The nurse is completing an assessment of the client prior to surgery. What area(s) of the client assessment should the nurse question further? Select all that apply.
- A. Medication
- B. Elimination
- C. Activity
- D. Support system
- E. Dietary preferences
Correct Answer: A,B,C,D
Rationale: When preparing a client for surgery, these areas need to be addressed: skin preparation, elimination, attire/grooming, prosthesis, foods and fluids, and care of valuables. In addition, medication, activity, and the client's support system must be assessed. Dietary preferences of the client would not be a priority during the preoperative assessment.
The nurse is working in the preoperative area with a client going to surgery for a cholecystectomy. The client has histaminez-receptor antagonists prescribed preoperatively. The client asks the nurse why these medications are needed. What would be the nurse's best answer?
- A. These medications slow motor activity.
- B. These medications decrease the amount of anesthesia you will need.
- C. These medications decrease anxiety before surgery.

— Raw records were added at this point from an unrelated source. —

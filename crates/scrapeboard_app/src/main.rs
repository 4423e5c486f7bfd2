mod cli;
mod effects;
mod logging;

use std::thread;
use std::time::{Duration, Instant};

use anyhow::{bail, Context, Result};
use scrapeboard_client::{ClientHandle, ClientSettings, DEFAULT_BASE_URL};
use scrapeboard_core::{update, ConsoleState, Msg, PanelBody, PanelState, PanelView};

use effects::EffectRunner;

const RESPONSE_DEADLINE: Duration = Duration::from_secs(120);
const POLL_INTERVAL: Duration = Duration::from_millis(20);

fn main() -> Result<()> {
    logging::initialize();
    let invocation = cli::parse(std::env::args().skip(1))?;
    run(invocation)
}

fn run(invocation: cli::Invocation) -> Result<()> {
    let base_url = invocation
        .base_url
        .clone()
        .or_else(|| std::env::var("SCRAPEBOARD_API").ok())
        .unwrap_or_else(|| DEFAULT_BASE_URL.to_string());
    let settings = ClientSettings {
        base_url: base_url.clone(),
        ..ClientSettings::default()
    };
    let handle = ClientHandle::new(&settings).context("failed to set up the request client")?;
    let runner = EffectRunner::new(handle);

    let mut state = ConsoleState::new();
    for msg in invocation.msgs {
        let (next, _effects) = update(state, msg);
        state = next;
    }
    let (next, effects) = update(state, Msg::Submitted(invocation.panel));
    state = next;
    runner.enqueue(effects);

    let deadline = Instant::now() + RESPONSE_DEADLINE;
    while matches!(state.panel_state(invocation.panel), PanelState::Pending) {
        if Instant::now() >= deadline {
            bail!("no response from {base_url} within {RESPONSE_DEADLINE:?}");
        }
        match runner.try_recv() {
            Some(msg) => {
                let (next, effects) = update(state, msg);
                state = next;
                runner.enqueue(effects);
            }
            None => thread::sleep(POLL_INTERVAL),
        }
    }

    print_panel(&state.panel_view(invocation.panel));

    if let PanelState::Failure(message) = state.panel_state(invocation.panel) {
        bail!("{} failed: {message}", invocation.panel);
    }
    Ok(())
}

fn print_panel(view: &PanelView) {
    println!("== {} ==", view.title);
    match &view.body {
        PanelBody::Empty => println!("(no result)"),
        PanelBody::Loading => println!("(pending)"),
        PanelBody::Error(message) => {
            println!("Error");
            println!("  {message}");
        }
        PanelBody::Report(sections) => {
            for section in sections {
                println!("{}", section.heading);
                for line in &section.lines {
                    println!("  {line}");
                }
            }
        }
    }
}
use std::sync::Once;

use scrapeboard_core::{
    update, ConsoleState, Effect, Msg, PanelId, PanelOutput, PanelState, RequestToken,
};

fn init_logging() {
    static INIT: Once = Once::new();
    INIT.call_once(console_logging::initialize_for_tests);
}

fn submit(state: ConsoleState, panel: PanelId) -> (ConsoleState, RequestToken) {
    let (state, effects) = update(state, Msg::Submitted(panel));
    match effects.as_slice() {
        [Effect::Dispatch { token, .. }] => (state, *token),
        other => panic!("expected a single Dispatch effect, got {other:?}"),
    }
}

fn explain_ok(text: &str) -> Result<PanelOutput, String> {
    Ok(PanelOutput::SelectorExplain {
        explanation: text.to_string(),
    })
}

#[test]
fn tokens_increase_monotonically_per_panel() {
    init_logging();
    let state = ConsoleState::new();
    let (state, first) = submit(state, PanelId::SelectorExplain);
    let (state, second) = submit(state, PanelId::SelectorExplain);
    // An unrelated panel allocates from its own counter.
    let (_state, other) = submit(state, PanelId::CrawlRun);

    assert_eq!(first, 1);
    assert_eq!(second, 2);
    assert_eq!(other, 1);
}

#[test]
fn late_completion_of_superseded_request_is_discarded() {
    init_logging();
    let state = ConsoleState::new();
    let (state, r1) = submit(state, PanelId::SelectorExplain);
    let (state, r2) = submit(state, PanelId::SelectorExplain);

    // R2 resolves first and wins.
    let (state, _) = update(
        state,
        Msg::RequestCompleted {
            panel: PanelId::SelectorExplain,
            token: r2,
            result: explain_ok("second"),
        },
    );
    // R1 straggles in afterwards and must not overwrite the fresher result.
    let (mut state, _) = update(
        state,
        Msg::RequestCompleted {
            panel: PanelId::SelectorExplain,
            token: r1,
            result: explain_ok("first"),
        },
    );

    match state.panel_state(PanelId::SelectorExplain) {
        PanelState::Success(PanelOutput::SelectorExplain { explanation }) => {
            assert_eq!(explanation, "second");
        }
        other => panic!("expected success, got {other:?}"),
    }
    // The discarded straggler does not schedule a re-render either.
    assert!(!state.consume_dirty());
}

#[test]
fn superseded_failure_cannot_overwrite_fresh_success() {
    init_logging();
    let state = ConsoleState::new();
    let (state, r1) = submit(state, PanelId::SelectorDiscover);
    let (state, r2) = submit(state, PanelId::SelectorDiscover);

    let (state, _) = update(
        state,
        Msg::RequestCompleted {
            panel: PanelId::SelectorDiscover,
            token: r2,
            result: Ok(PanelOutput::SelectorDiscover { hits: Vec::new() }),
        },
    );
    let (state, _) = update(
        state,
        Msg::RequestCompleted {
            panel: PanelId::SelectorDiscover,
            token: r1,
            result: Err("timed out".to_string()),
        },
    );

    assert!(matches!(
        state.panel_state(PanelId::SelectorDiscover),
        PanelState::Success(_)
    ));
}

#[test]
fn while_both_outstanding_only_the_latest_token_applies() {
    init_logging();
    let state = ConsoleState::new();
    let (state, r1) = submit(state, PanelId::UrlTest);
    let (state, r2) = submit(state, PanelId::UrlTest);

    // R1 resolves while R2 is still in flight: the panel stays Pending.
    let (state, _) = update(
        state,
        Msg::RequestCompleted {
            panel: PanelId::UrlTest,
            token: r1,
            result: Err("connection reset".to_string()),
        },
    );
    assert_eq!(state.panel_state(PanelId::UrlTest), &PanelState::Pending);

    let (state, _) = update(
        state,
        Msg::RequestCompleted {
            panel: PanelId::UrlTest,
            token: r2,
            result: Ok(PanelOutput::UrlTest {
                status: 200,
                latency: 0.12,
                charset: "utf-8".to_string(),
            }),
        },
    );
    assert!(matches!(
        state.panel_state(PanelId::UrlTest),
        PanelState::Success(_)
    ));
}

#[test]
fn duplicate_completion_for_a_settled_request_is_ignored() {
    init_logging();
    let state = ConsoleState::new();
    let (state, token) = submit(state, PanelId::SelectorExplain);
    let (state, _) = update(
        state,
        Msg::RequestCompleted {
            panel: PanelId::SelectorExplain,
            token,
            result: explain_ok("once"),
        },
    );
    let (mut state, _) = update(
        state,
        Msg::RequestCompleted {
            panel: PanelId::SelectorExplain,
            token,
            result: Err("again".to_string()),
        },
    );

    match state.panel_state(PanelId::SelectorExplain) {
        PanelState::Success(PanelOutput::SelectorExplain { explanation }) => {
            assert_eq!(explanation, "once");
        }
        other => panic!("expected success, got {other:?}"),
    }
    assert!(!state.consume_dirty());
}

#[test]
fn panels_are_independent() {
    init_logging();
    let state = ConsoleState::new();
    let (state, crawl_token) = submit(state, PanelId::CrawlRun);
    let (state, url_token) = submit(state, PanelId::UrlTest);

    let (state, _) = update(
        state,
        Msg::RequestCompleted {
            panel: PanelId::CrawlRun,
            token: crawl_token,
            result: Err("spider not found".to_string()),
        },
    );

    // The crawl failure is scoped to its own panel.
    assert_eq!(state.panel_state(PanelId::UrlTest), &PanelState::Pending);
    assert_eq!(
        state.panel_state(PanelId::CrawlRun),
        &PanelState::Failure("spider not found".to_string())
    );

    let (state, _) = update(
        state,
        Msg::RequestCompleted {
            panel: PanelId::UrlTest,
            token: url_token,
            result: Ok(PanelOutput::UrlTest {
                status: 200,
                latency: 0.05,
                charset: "utf-8".to_string(),
            }),
        },
    );
    assert!(matches!(
        state.panel_state(PanelId::UrlTest),
        PanelState::Success(_)
    ));
}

- D. These medications decrease gastric acidity and volume.
Correct Answer: D
Rationale: The anesthesiologist frequently prescribes preoperative medications. Common preoperative medications include the following: anticholinergics, which decrease respiratory tract secretions, dry mucous membranes, and interrupt vagal stimulation; anti anxiety drugs, which reduce preoperative anxiety, slow motor activity, and promote induction of anesthesia; histaminez-receptor antagonists, which decrease gastric acidity and volume; narcotics, which decrease the amount of anesthesia needed, help reduce anxiety and pain, and promote sleep; sedatives, which promote sleep, decrease anxiety, and reduce the amount of anesthesia needed; and tranquilizers, which reduce nausea, prevent emesis, and enhance preoperative sedation.
An enterostomal therapy nurse is caring for a postoperative client with a gaping wound. Which nursing measure is most helpful when a wound dressing adheres to the wound bed?
- A. Place a transparent dressing between the wound and dressing.
- B. Place an emollient based ointment on the wound bed.
- C. Use normal saline to soak the dressing for removal.
- D. Allow the dressing to dry and release the wound bed.
Correct Answer: C
Rationale: When a dressing adheres to the wound bed, using normal saline to moisten the dressing material can loosen the dressing for easier dressing removal without damaging the new tissue or causing discomfort. The transparent dressing and ointment are not helpful in assisting with dressing removal. Allowing the dressing to dry promotes wound adherence.